Croisière sur Laphroaig, un OVNI* sur la mer

 

Des bords de Marne, nous partons pour une vraie croisière organisée amicalement par Philippe Robin, un des moniteurs bénévoles du Naviclub.

Nous devrions avec Envol Loisirs organiser une croisière avec ses adhérents mais nous ne nous sommes pas encore lancés, en partie par méconnaissance du milieu.

A son bord, Alain et Dominique les marins confirmés avec Philippe. Camille, Gérard et moi, les passagers.

Camille est « la » passagère d'exception. Camille, 19 ans, est autiste. Camille aime les virées en mer et sa mère, moi, victime d'un mal de mer récurent, suit, rassurée par l'assurance d'un amarinage promis.

La rencontre se fait à la Trinité sous une pluie battante. Camille a tout de suite adopté ses co-équipiers en les gratifiant d'une accolade. Elle ne parle pas. Elle observe et rapproche ses yeux des yeux des autres. Elle jette sa tête en arrière et rit. Nous découvrons le bateau. Camille s'agite, se balance d'un pied sur l'autre et me regarde anxieuse en triturant ses cheveux : - « Je veux plus ».

Mince alors ! Va falloir être convaincants. Je monte sur le bateau en touchant à tout et en proposant à Camille de toucher la coque, les cordages, les aubans. Puis avec l'aide de tous, Camille réussit à surmonter sa peur de franchir les quelques centimètres qui séparent le bateau du quai. Gagné !

Nuit et repas à bord. Promiscuité : attention danger ou pas ? Camille prend ses repères. Je lui ai montré où elle allait dormir. Elle est détendue. Tous ces messieurs attentifs à Camille sans trop en faire et sans rien me demander. Touchée. Encore gagné. Le lendemain, nous larguons les amarres pour une croisière de 4 jours pour Houedick, Houat, Belle Ile, Port Hallighen. Affaler, lofer, border, abattre, retirer un riz, tirer sur une drisse, naviguer au près ou grand largue, tenir le cap à 220, par vent de force 3 à 5, j'ai perdu le langage et mes repères, je ne comprends pas grand chose. Camille observera toutes les manœuvres au milieu de tous, à l'aise la plupart du temps, de la cabine à l'extérieur. Nous croiserons des dieux de la mer sur des bateaux en compétition sur « le Vent des Globes » et autres croisière de renom. Nous pêcherons des maquereaux... finalement.
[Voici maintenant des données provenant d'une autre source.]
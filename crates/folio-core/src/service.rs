//! Content service: the facade callers talk to.
//!
//! Combines the [`DocumentStore`] and the [`AccessGuard`]. Reads need no
//! credential; writes re-present the secret on every call. There are no
//! sessions and no internal retries — every fault goes straight back to the
//! caller, who owns the retry decision.

use tracing::{info, warn};

use crate::content::Venture;
use crate::document::PortfolioDocument;
use crate::error::ContentError;
use crate::guard::AccessGuard;
use crate::store::DocumentStore;

/// Read, authenticate, and replace the portfolio document.
#[derive(Debug)]
pub struct ContentService {
    store: DocumentStore,
    guard: AccessGuard,
}

impl ContentService {
    #[must_use]
    pub fn new(store: DocumentStore, guard: AccessGuard) -> Self {
        Self { store, guard }
    }

    /// Prepare the store (table + seed). See [`DocumentStore::initialize`].
    ///
    /// # Errors
    ///
    /// Returns [`ContentError::Storage`] if the store is unavailable.
    pub async fn initialize(&self) -> Result<bool, ContentError> {
        self.store.initialize().await
    }

    /// The current document. Never fails; falls back to the built-in
    /// payload when storage cannot answer.
    pub async fn get_document(&self) -> PortfolioDocument {
        self.store.read().await
    }

    /// Check a credential without doing anything else. Used to gate entry
    /// into an editing view.
    #[must_use]
    pub fn authenticate(&self, supplied: Option<&str>) -> bool {
        let ok = self.guard.verify(supplied);
        if !ok {
            warn!(configured = self.guard.is_configured(), "authentication rejected");
        }
        ok
    }

    /// Replace the whole document if `supplied` is the admin secret.
    ///
    /// # Errors
    ///
    /// - [`ContentError::Unauthorized`] if the credential is wrong or no
    ///   secret is configured. Nothing is written.
    /// - [`ContentError::Storage`] if the write did not take effect.
    pub async fn replace_document(
        &self,
        supplied: Option<&str>,
        document: PortfolioDocument,
    ) -> Result<(), ContentError> {
        if !self.guard.verify(supplied) {
            warn!(
                configured = self.guard.is_configured(),
                "rejected portfolio write: invalid credential"
            );
            return Err(ContentError::Unauthorized);
        }

        self.store.write(&document).await?;
        info!("portfolio document replaced");
        Ok(())
    }

    /// Look up the venture whose detail route is `/{slug}`.
    ///
    /// Returns `None` if there is no such venture or the matching entry is
    /// not a venture record. Other sections of the document are not
    /// consulted.
    pub async fn venture(&self, slug: &str) -> Option<Venture> {
        match self.store.read().await.venture(slug) {
            Ok(venture) => venture,
            Err(e) => {
                warn!(slug, error = %e, "venture entry does not match the typed view");
                None
            }
        }
    }

    /// Whether the underlying store can currently accept writes.
    #[must_use]
    pub fn storage_available(&self) -> bool {
        self.store.is_available()
    }

    /// Whether an admin secret is configured.
    #[must_use]
    pub fn editing_enabled(&self) -> bool {
        self.guard.is_configured()
    }

    /// Release the store. See [`DocumentStore::close`].
    pub async fn shutdown(&self) {
        self.store.close().await;
    }
}

#[cfg(test)]
#[allow(clippy::unwrap_used)]
mod tests {
    use std::sync::Arc;

    use folio_storage::{MemoryBackend, StorageError};
    use serde_json::json;

    use super::*;

    async fn service(secret: Option<&str>) -> ContentService {
        let store = DocumentStore::new(Arc::new(MemoryBackend::new()));
        let svc = ContentService::new(store, AccessGuard::new(secret.map(str::to_owned)));
        svc.initialize().await.unwrap();
        svc
    }

    #[tokio::test]
    async fn hunter2_scenario() {
        let svc = service(Some("hunter2")).await;
        let doc = svc.get_document().await;
        assert_eq!(doc.as_value()["hero"]["name"], "Mahdi Ashabil");

        let x = json!({"hero": {"name": "X"}});
        svc.replace_document(Some("hunter2"), PortfolioDocument::new(x.clone()))
            .await
            .unwrap();
        assert_eq!(svc.get_document().await.into_value(), x);

        let result = svc
            .replace_document(Some("nope"), PortfolioDocument::new(json!({"hero": {"name": "Y"}})))
            .await;
        assert!(matches!(result, Err(ContentError::Unauthorized)));
        assert_eq!(svc.get_document().await.into_value(), x);
    }

    #[tokio::test]
    async fn wrong_secret_leaves_document_unchanged() {
        let svc = service(Some("S")).await;
        let before = svc.get_document().await;
        let result = svc
            .replace_document(Some("wrong"), PortfolioDocument::new(json!({"a": 1})))
            .await;
        assert!(matches!(result, Err(ContentError::Unauthorized)));
        assert_eq!(svc.get_document().await, before);
    }

    #[tokio::test]
    async fn absent_secret_denies_authentication_and_writes() {
        let svc = service(None).await;
        assert!(!svc.editing_enabled());
        assert!(!svc.authenticate(Some("")));
        assert!(!svc.authenticate(Some("anything")));
        assert!(!svc.authenticate(None));

        let result = svc
            .replace_document(None, PortfolioDocument::new(json!({})))
            .await;
        assert!(matches!(result, Err(ContentError::Unauthorized)));
    }

    #[tokio::test]
    async fn authenticate_reports_match() {
        let svc = service(Some("S")).await;
        assert!(svc.authenticate(Some("S")));
        assert!(!svc.authenticate(Some("s")));
    }

    #[tokio::test]
    async fn roundtrip_fidelity_for_varied_values() {
        let svc = service(Some("S")).await;
        let values = [
            json!({}),
            json!([]),
            json!(null),
            json!("just a string"),
            json!(42),
            json!({"ventures": [{"details": {"links": [{"type": "Globe", "extra": [1, 2]}]}}]}),
        ];
        for value in values {
            svc.replace_document(Some("S"), PortfolioDocument::new(value.clone()))
                .await
                .unwrap();
            assert_eq!(svc.get_document().await.into_value(), value);
        }
    }

    #[tokio::test]
    async fn storage_fault_propagates_on_write_only() {
        let svc = ContentService::new(
            DocumentStore::detached("no database"),
            AccessGuard::new(Some("S".to_owned())),
        );
        assert!(!svc.storage_available());
        assert_eq!(svc.get_document().await, PortfolioDocument::builtin());

        let result = svc
            .replace_document(Some("S"), PortfolioDocument::new(json!({"a": 1})))
            .await;
        assert!(matches!(
            result,
            Err(ContentError::Storage(StorageError::Unavailable { .. }))
        ));
    }

    #[tokio::test]
    async fn unauthorized_is_checked_before_storage() {
        let svc = ContentService::new(
            DocumentStore::detached("no database"),
            AccessGuard::new(Some("S".to_owned())),
        );
        let result = svc
            .replace_document(Some("bad"), PortfolioDocument::new(json!({})))
            .await;
        assert!(matches!(result, Err(ContentError::Unauthorized)));
    }

    #[tokio::test]
    async fn venture_lookup_follows_current_document() {
        let svc = service(Some("S")).await;
        let wrapify = svc.venture("wrapify").await.unwrap();
        assert_eq!(wrapify.role.as_deref(), Some("Owner & Founder"));

        svc.replace_document(
            Some("S"),
            PortfolioDocument::new(json!({"ventures": [{"title": "New", "link": "/new"}]})),
        )
        .await
        .unwrap();
        assert!(svc.venture("wrapify").await.is_none());
        assert_eq!(svc.venture("new").await.unwrap().title.as_deref(), Some("New"));
    }

    #[tokio::test]
    async fn venture_lookup_tolerates_odd_documents() {
        let svc = service(Some("S")).await;
        svc.replace_document(Some("S"), PortfolioDocument::new(json!({"ventures": 7})))
            .await
            .unwrap();
        assert!(svc.venture("wrapify").await.is_none());
    }

    #[tokio::test]
    async fn venture_lookup_survives_unrelated_type_mismatch() {
        let svc = service(Some("S")).await;
        svc.replace_document(
            Some("S"),
            PortfolioDocument::new(json!({
                "achievements": [{"title": "T", "year": 2024}],
                "ventures": [{"title": "X", "link": "/x"}]
            })),
        )
        .await
        .unwrap();
        assert_eq!(svc.venture("x").await.unwrap().title.as_deref(), Some("X"));
    }

    #[tokio::test]
    async fn shutdown_then_reads_degrade() {
        let svc = service(Some("S")).await;
        svc.replace_document(Some("S"), PortfolioDocument::new(json!({"a": 1})))
            .await
            .unwrap();
        svc.shutdown().await;
        assert!(!svc.storage_available());
        assert_eq!(svc.get_document().await, PortfolioDocument::builtin());
    }
}
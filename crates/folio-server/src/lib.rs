//! Folio HTTP server.
//!
//! Wires together the content service, storage backend, and HTTP routes into
//! a running Axum server. Serves the JSON API at `/api/*` and the built
//! single-page app everywhere else.

pub mod app;
pub mod config;
pub mod error;
pub mod routes;
pub mod state;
Une frustration un matin au petit déjeuner où Camille mettra plusieurs heures à récupérer ? Même pas peur : les co-équipiers ne semblent ni importunés, ni inquiets ou en tout cas ils ne le montrent pas. Peut-être que la mer apprend à s'adapter aux éléments mouvants que l'on utilise plutôt que de lutter contre, et que la labilité d'humeur de Camille passe sur eux comme un « rien ». En tout cas, nous nous sentons acceptées.

Ce fut un super moment pour nous. Moi j'ai découvert un nouveau point de vue pour découvrir la Terre, la mer. Je ne sais pas dire ce que Camille a ressenti exactement car elle ne sait pas l'exprimer mais je crois qu'elle est prête à repartir.

 

*un OVNI est un modèle de bateau. Le notre : un 365.